Als zweites Problem werden die Protokolldateien in der Weboberfläche von ISPConfig nicht mehr aktualisiert, aber ich denke das hängt mit diesem Problem zusammen (?). 

Ich weiß wirklich nicht mehr weiter und bin für jede Hilfe dankbar.

Viele Grüße

ISPConfig 3.0.4.6 (Multiserver-Setup), Debian


----------



## Till (11. Juli 2012)

Wahrcsheinlich ist irgend etwas in Deiner php.ini falsch eingestellt so dass der PHP prozess abbricht. Häufige Fehler sind:

- Es wurden irgendwelche Funktionen, insbesondere Shell Funktionen, in der cli php.ini deaktiviert.
- Der Speicher für php ist zu klein oder es wurde das M für Megabytes vergessen. 128 = 128 bytes während 128M = 128 Megabytes.
- Es wurde ein instabiles php Plugin instaliert, ein gängiger kandidat für Instabilitäten ist eaccelerator.

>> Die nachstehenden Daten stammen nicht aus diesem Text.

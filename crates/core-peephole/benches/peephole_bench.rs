use core_encoder::encode;
use core_encoder::stream::InstructionStream;
use core_peephole::PeepholeOptimizer;
use criterion::{Criterion, criterion_group, criterion_main};

fn synthetic_stream(repeats: usize) -> InstructionStream {
    let mut s = InstructionStream::new();
    for i in 0..repeats {
        let base = 29;
        let off = ((i % 8) * 8) as i64;
        s.push(encode::movz(9, 8, 0));
        s.push(encode::mul(0, 1, 9));
        s.push(encode::str_imm(0, base, off));
        s.push(encode::ldr_imm(2, base, off));
        s.push(encode::add_imm(2, 2, 0));
        s.push(encode::mov_reg(3, 3));
    }
    s.push(encode::ret());
    s
}

fn bench_optimize(c: &mut Criterion) {
    c.bench_function("peephole_5_passes_600_instructions", |b| {
        b.iter(|| {
            let mut stream = synthetic_stream(100);
            let mut opt = PeepholeOptimizer::new();
            opt.optimize(&mut stream, 5);
            stream.len()
        })
    });
}

criterion_group!(benches, bench_optimize);
criterion_main!(benches);
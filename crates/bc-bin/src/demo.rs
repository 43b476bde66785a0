//! Built-in demonstration programs.
//!
//! Parsing is a separate concern; until a front end is wired in, the driver
//! compiles these hand-built trees. Each mirrors a classic exercise:
//! recursion, manifests with loops, vectors, packed pairs, and virtual
//! dispatch.

use core_ast::{
    BinaryOperator, ClassDeclaration, ClassMember, Declaration, Expression, ForConstants,
    FunctionFlags, PackedShape, Program, Statement, Visibility,
};

pub fn demo_names() -> &'static [&'static str] {
    &["factorial", "sum", "vector", "pair", "classes"]
}

pub fn demo_program(name: &str) -> Option<Program> {
    match name {
        "factorial" => Some(factorial()),
        "sum" => Some(manifest_sum()),
        "vector" => Some(vector_squares()),
        "pair" => Some(packed_pair()),
        "classes" => Some(classes()),
        _ => None,
    }
}

fn start(body: Statement) -> Declaration {
    Declaration::Routine {
        name: "START".into(),
        parameters: vec![],
        body,
        flags: FunctionFlags::default(),
    }
}

fn writen(e: Expression) -> Statement {
    Statement::RoutineCall(Expression::call("WRITEN", vec![e]))
}

/// LET F(N) = N EQ 0 -> 1, N * F(N - 1); WRITEN(F(10))
fn factorial() -> Program {
    let mut p = Program::new();
    p.declarations.push(Declaration::Function {
        name: "F".into(),
        parameters: vec!["N".into()],
        body: Expression::Conditional {
            condition: Box::new(Expression::binary(
                BinaryOperator::Eq,
                Expression::variable("N"),
                Expression::Number(0),
            )),
            then_expr: Box::new(Expression::Number(1)),
            else_expr: Box::new(Expression::binary(
                BinaryOperator::Mul,
                Expression::variable("N"),
                Expression::call(
                    "F",
                    vec![Expression::binary(
                        BinaryOperator::Sub,
                        Expression::variable("N"),
                        Expression::Number(1),
                    )],
                ),
            )),
        },
        flags: FunctionFlags::default(),
    });
    p.declarations.push(start(Statement::Compound(vec![
        writen(Expression::call("F", vec![Expression::Number(10)])),
        Statement::RoutineCall(Expression::call("NEWLINE", vec![])),
    ])));
    p
}

/// MANIFEST MAX = 100; FOR I = 1 TO MAX DO S := S + I; WRITEN(S)
fn manifest_sum() -> Program {
    let mut p = Program::new();
    p.declarations.push(Declaration::Manifest {
        name: "MAX".into(),
        value: 100,
    });
    p.declarations.push(start(Statement::Block {
        declarations: vec![Declaration::Let {
            names: vec!["S".into()],
            initializers: vec![Expression::Number(0)],
            is_float: false,
            is_retained: false,
            explicit_type: None,
        }],
        statements: vec![
            Statement::For {
                var: "I".into(),
                start: Expression::Number(1),
                end: Expression::variable("MAX"),
                step: None,
                body: Box::new(Statement::Assignment {
                    lhs: vec![Expression::variable("S")],
                    rhs: vec![Expression::binary(
                        BinaryOperator::Add,
                        Expression::variable("S"),
                        Expression::variable("I"),
                    )],
                }),
                constants: ForConstants::default(),
            },
            writen(Expression::variable("S")),
            Statement::RoutineCall(Expression::call("NEWLINE", vec![])),
        ],
    }));
    p
}

/// LET V = VEC 8; FOR I = 0 TO 7 DO V!I := I*I; WRITEN(V!3)
fn vector_squares() -> Program {
    let mut p = Program::new();
    p.declarations.push(start(Statement::Block {
        declarations: vec![Declaration::Let {
            names: vec!["V".into()],
            initializers: vec![Expression::VecAllocation {
                size: Box::new(Expression::Number(8)),
            }],
            is_float: false,
            is_retained: false,
            explicit_type: None,
        }],
        statements: vec![
            Statement::For {
                var: "I".into(),
                start: Expression::Number(0),
                end: Expression::Number(7),
                step: None,
                body: Box::new(Statement::Assignment {
                    lhs: vec![Expression::VectorAccess {
                        base: Box::new(Expression::variable("V")),
                        index: Box::new(Expression::variable("I")),
                    }],
                    rhs: vec![Expression::binary(
                        BinaryOperator::Mul,
                        Expression::variable("I"),
                        Expression::variable("I"),
                    )],
                }),
                constants: ForConstants::default(),
            },
            writen(Expression::VectorAccess {
                base: Box::new(Expression::variable("V")),
                index: Box::new(Expression::Number(3)),
            }),
            Statement::RoutineCall(Expression::call("NEWLINE", vec![])),
        ],
    }));
    p
}

/// LET P = PAIR(7, 42); WRITEN(P.first); WRITEN(P.second)
fn packed_pair() -> Program {
    let access = |lane| Expression::PackedAccess {
        shape: PackedShape::Pair,
        base: Box::new(Expression::variable("P")),
        lane,
    };
    let mut p = Program::new();
    p.declarations.push(start(Statement::Block {
        declarations: vec![Declaration::Let {
            names: vec!["P".into()],
            initializers: vec![Expression::PackedConstruct {
                shape: PackedShape::Pair,
                operands: vec![Expression::Number(7), Expression::Number(42)],
            }],
            is_float: false,
            is_retained: false,
            explicit_type: None,
        }],
        statements: vec![
            writen(access(0)),
            Statement::RoutineCall(Expression::call(
                "WRITES",
                vec![Expression::StringLit(" ".into())],
            )),
            writen(access(1)),
            Statement::RoutineCall(Expression::call("NEWLINE", vec![])),
        ],
    }));
    p
}

/// Animal with virtual speak, Dog overriding; NEW Dog then A.speak().
fn classes() -> Program {
    let speak = |value: i64| Declaration::Routine {
        name: "speak".into(),
        parameters: vec![],
        body: writen(Expression::Number(value)),
        flags: FunctionFlags {
            is_virtual: true,
            ..Default::default()
        },
    };
    let mut p = Program::new();
    p.declarations.push(Declaration::Class(ClassDeclaration {
        name: "Animal".into(),
        parent: None,
        members: vec![ClassMember {
            visibility: Visibility::Public,
            declaration: speak(1),
        }],
    }));
    p.declarations.push(Declaration::Class(ClassDeclaration {
        name: "Dog".into(),
        parent: Some("Animal".into()),
        members: vec![ClassMember {
            visibility: Visibility::Public,
            declaration: speak(2),
        }],
    }));
    p.declarations.push(start(Statement::Block {
        declarations: vec![Declaration::Let {
            names: vec!["A".into()],
            initializers: vec![Expression::New {
                class_name: "Dog".into(),
                args: vec![],
                binding: None,
            }],
            is_float: false,
            is_retained: false,
            explicit_type: None,
        }],
        statements: vec![
            Statement::RoutineCall(Expression::Call {
                callee: Box::new(Expression::MemberAccess {
                    object: Box::new(Expression::variable("A")),
                    member: "speak".into(),
                }),
                args: vec![],
            }),
            Statement::RoutineCall(Expression::call("NEWLINE", vec![])),
        ],
    }));
    p
}
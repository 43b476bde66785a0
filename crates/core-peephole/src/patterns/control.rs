//! Control-flow patterns.

use super::code_window;
use crate::{MatchResult, Pattern};
use core_encoder::encode;
use core_encoder::instruction::{Cond, Instruction, Opcode};

/// CMP Rn,#0 (or against XZR) followed by B.EQ/B.NE becomes CBZ/CBNZ.
pub fn compare_zero_branch() -> Pattern {
    fn applies(instrs: &[Instruction], pos: usize) -> Option<(i32, Cond, String)> {
        let w = code_window(instrs, pos, 2)?;
        let (cmp, br) = (&w[0], &w[1]);
        if cmp.opcode != Opcode::Cmp {
            return None;
        }
        let against_zero = (cmp.uses_immediate && cmp.immediate == 0)
            || (!cmp.uses_immediate && cmp.src_reg2 == core_encoder::ZR);
        if !against_zero || br.opcode != Opcode::BCond {
            return None;
        }
        match br.cond {
            Some(cond @ (Cond::Eq | Cond::Ne)) => {
                Some((cmp.src_reg1, cond, br.branch_target.clone()))
            }
            _ => None,
        }
    }
    Pattern::new(
        2,
        Box::new(|instrs, pos| match applies(instrs, pos) {
            Some(_) => MatchResult::hit(2),
            None => MatchResult::NO,
        }),
        Box::new(|instrs, pos| {
            let (reg, cond, target) = applies(instrs, pos).expect("matcher ran first");
            vec![match cond {
                Cond::Eq => encode::cbz(reg, target),
                _ => encode::cbnz(reg, target),
            }]
        }),
        "compare-zero branch to CBZ/CBNZ",
    )
}

/// B L1 where L1's first real instruction is B L2 rewrites to B L2.
pub fn branch_chaining() -> Pattern {
    fn final_target(instrs: &[Instruction], label: &str) -> Option<String> {
        let def = instrs
            .iter()
            .position(|i| i.is_label_definition && i.label == label)?;
        for i in &instrs[def + 1..] {
            if i.is_label_definition {
                continue;
            }
            if i.is_special() {
                continue;
            }
            if i.opcode == Opcode::B && i.branch_target != label {
                return Some(i.branch_target.clone());
            }
            break;
        }
        None
    }
    Pattern::new(
        1,
        Box::new(|instrs, pos| {
            let Some(w) = code_window(instrs, pos, 1) else {
                return MatchResult::NO;
            };
            let i = &w[0];
            if i.opcode == Opcode::B && !i.branch_target.is_empty() {
                match final_target(instrs, &i.branch_target) {
                    Some(_) => MatchResult::hit(1),
                    None => MatchResult::NO,
                }
            } else {
                MatchResult::NO
            }
        }),
        Box::new(|instrs, pos| {
            let target = final_target(instrs, &instrs[pos].branch_target)
                .expect("matcher ran first");
            vec![encode::b(target)]
        }),
        "branch chaining",
    )
}

#[cfg(test)]
mod tests {
    use super::*;

    #[test]
    fn cmp_zero_beq_becomes_cbz() {
        let p = compare_zero_branch();
        let instrs = vec![encode::cmp_imm(3, 0), encode::b_cond(Cond::Eq, "L_done")];
        assert!(p.matches(&instrs, 0).matched);
        let out = p.transform(&instrs, 0);
        assert_eq!(out.len(), 1);
        assert_eq!(out[0].opcode, Opcode::Cbz);
        assert_eq!(out[0].src_reg1, 3);
        assert_eq!(out[0].branch_target, "L_done");
    }

    #[test]
    fn cmp_nonzero_is_untouched() {
        let p = compare_zero_branch();
        let instrs = vec![encode::cmp_imm(3, 5), encode::b_cond(Cond::Eq, "L")];
        assert!(!p.matches(&instrs, 0).matched);
    }

    #[test]
    fn chained_branch_skips_the_middle_hop() {
        let p = branch_chaining();
        let mut instrs = vec![encode::b("L1")];
        instrs.push(Instruction::label_def("L1"));
        instrs.push(encode::b("L2"));
        instrs.push(Instruction::label_def("L2"));
        instrs.push(encode::ret());
        assert!(p.matches(&instrs, 0).matched);
        let out = p.transform(&instrs, 0);
        assert_eq!(out[0].branch_target, "L2");
    }

    #[test]
    fn self_loop_is_not_chained() {
        let p = branch_chaining();
        let mut instrs = vec![encode::b("L1")];
        instrs.push(Instruction::label_def("L1"));
        instrs.push(encode::b("L1"));
        assert!(!p.matches(&instrs, 0).matched);
    }
}
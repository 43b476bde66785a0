//! Statement nodes.

use crate::decl::Declaration;
use crate::expr::{Expression, Reducer};
use crate::types::VarType;

/// Sub-mode of `REPEAT`: bare, `REPEATWHILE`, or `REPEATUNTIL`.
#[derive(Debug, Clone, PartialEq)]
pub enum RepeatMode {
    Forever,
    While(Expression),
    Until(Expression),
}

/// Constant loop bounds cached by the folding pass so codegen can emit
/// immediate compares instead of reloading the bound each iteration.
#[derive(Debug, Clone, Copy, Default, PartialEq, Eq)]
pub struct ForConstants {
    pub end: Option<i64>,
    pub step: Option<i64>,
}

#[derive(Debug, Clone, PartialEq)]
pub enum Statement {
    /// Parallel assignment; `lhs.len() == rhs.len()`.
    Assignment {
        lhs: Vec<Expression>,
        rhs: Vec<Expression>,
    },
    /// A call in statement position (routine call or discarded function call).
    RoutineCall(Expression),
    If {
        condition: Expression,
        then_branch: Box<Statement>,
    },
    Unless {
        condition: Expression,
        then_branch: Box<Statement>,
    },
    Test {
        condition: Expression,
        then_branch: Box<Statement>,
        else_branch: Box<Statement>,
    },
    While {
        condition: Expression,
        body: Box<Statement>,
    },
    Until {
        condition: Expression,
        body: Box<Statement>,
    },
    Repeat {
        body: Box<Statement>,
        mode: RepeatMode,
    },
    For {
        var: String,
        start: Expression,
        end: Expression,
        step: Option<Expression>,
        body: Box<Statement>,
        constants: ForConstants,
    },
    ForEach {
        value_var: String,
        /// Optional tag or destructured-second variable.
        tag_var: Option<String>,
        collection: Expression,
        body: Box<Statement>,
        /// Element-type filter; `UNKNOWN` means every element.
        element_filter: VarType,
    },
    Switchon {
        subject: Expression,
        body: Box<Statement>,
    },
    /// A case arm inside a `SWITCHON` body. `resolved_value` is filled by the
    /// analyzer once the constant expression has been evaluated.
    Case {
        constant: Expression,
        resolved_value: Option<i64>,
        body: Box<Statement>,
    },
    Default {
        body: Box<Statement>,
    },
    Goto(Expression),
    Return,
    Finish {
        syscall: Option<Expression>,
        args: Vec<Expression>,
    },
    Break,
    Loop,
    Endcase,
    Resultis {
        value: Expression,
        /// Whether this came from `SEND` syntax rather than `RESULTIS`.
        from_send: bool,
    },
    Compound(Vec<Statement>),
    Block {
        declarations: Vec<Declaration>,
        statements: Vec<Statement>,
    },
    /// `STRING name SIZE n` allocation statement.
    StringDecl {
        name: String,
        size: Expression,
    },
    LabelTarget {
        name: String,
    },
    /// Lowered form: branch to `target` when `condition` holds for `value`.
    ConditionalBranch {
        condition: String,
        value: Expression,
        target: String,
    },
    /// Debugger breakpoint (`BRK` instruction).
    Brk,
    Free(Expression),
    /// Scoped release; the wrapped action runs at scope exit on every path.
    Defer(Box<Statement>),
    Retain {
        names: Vec<String>,
    },
    Remanage {
        names: Vec<String>,
    },
    /// Generic reduction over a collection with a bound reducer; lowered into
    /// `ReductionLoop`/`PairwiseReductionLoop` before codegen.
    Reduction {
        reducer: Reducer,
        result_var: String,
        source: Expression,
    },
    /// Scalar reduction loop over a vector, lowered form.
    ReductionLoop {
        intrinsic: String,
        result_var: String,
        vector_name: String,
        reducer: Reducer,
    },
    /// NEON pairwise reduction over two source vectors, lowered form.
    PairwiseReductionLoop {
        intrinsic: String,
        result_var: String,
        vector_a: String,
        vector_b: String,
    },
}

impl Statement {
    /// Wrap in a compound unless already one. Used when a pass must prepend
    /// synthesized statements (e.g. a loop preheader).
    pub fn into_compound(self) -> Vec<Statement> {
        match self {
            Statement::Compound(stmts) => stmts,
            other => vec![other],
        }
    }
}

Xcache macht hingegen nie Probleme.



> Als zweites Problem werden die Protokolldateien in der Weboberfläche von ISPConfig nicht mehr aktualisiert, aber ich denke das hängt mit diesem Problem zusammen (?).


Ja.


----------



## osterhase (11. Juli 2012)

Vielen Dank für die Antwort - ich bin auf ein relativ krudes Rechteproblem im /tmp-Ordner gestoßen, was allerdings unabhängig von ISPConfig war.

In der php.ini wurden keine Änderungen vorgenommen. Das Memory-Limit ist auch korrekt gesetzt. Plugins wurden keine nachgeladen. Würde eine Neuinstallation von php helfen? Der Server ist produktiv...

Was mich arg verwundert ist, das keine Logs geschrieben werden - gucke ich an der falschen Stelle? Die php-Prozesse werden ja irgendwie auch nicht abgebrochen. Zumindest bleiben sie als Prozess bestehen.

Nachtrag:
Das einzige was mir in der php.ini aufgefallen ist, ist das:

magic_quotes_gpc = Off
magic_quotes_runtime = Off
magic_quotes_sybase = Off

Korrekt so?


----------



## Till (11. Juli 2012)

Eine Neuinstallation von PHP wird wahrscheinlich nicht helfen. Hast Du eaccelarator installiert?



> Nachtrag:
> Das einzige was mir in der php.ini aufgefallen ist, ist das:
> 
> magic_quotes_gpc = Off
> ...


das ist ok so, die Einstellungen sind für shellscripte sowieso nicht relevant.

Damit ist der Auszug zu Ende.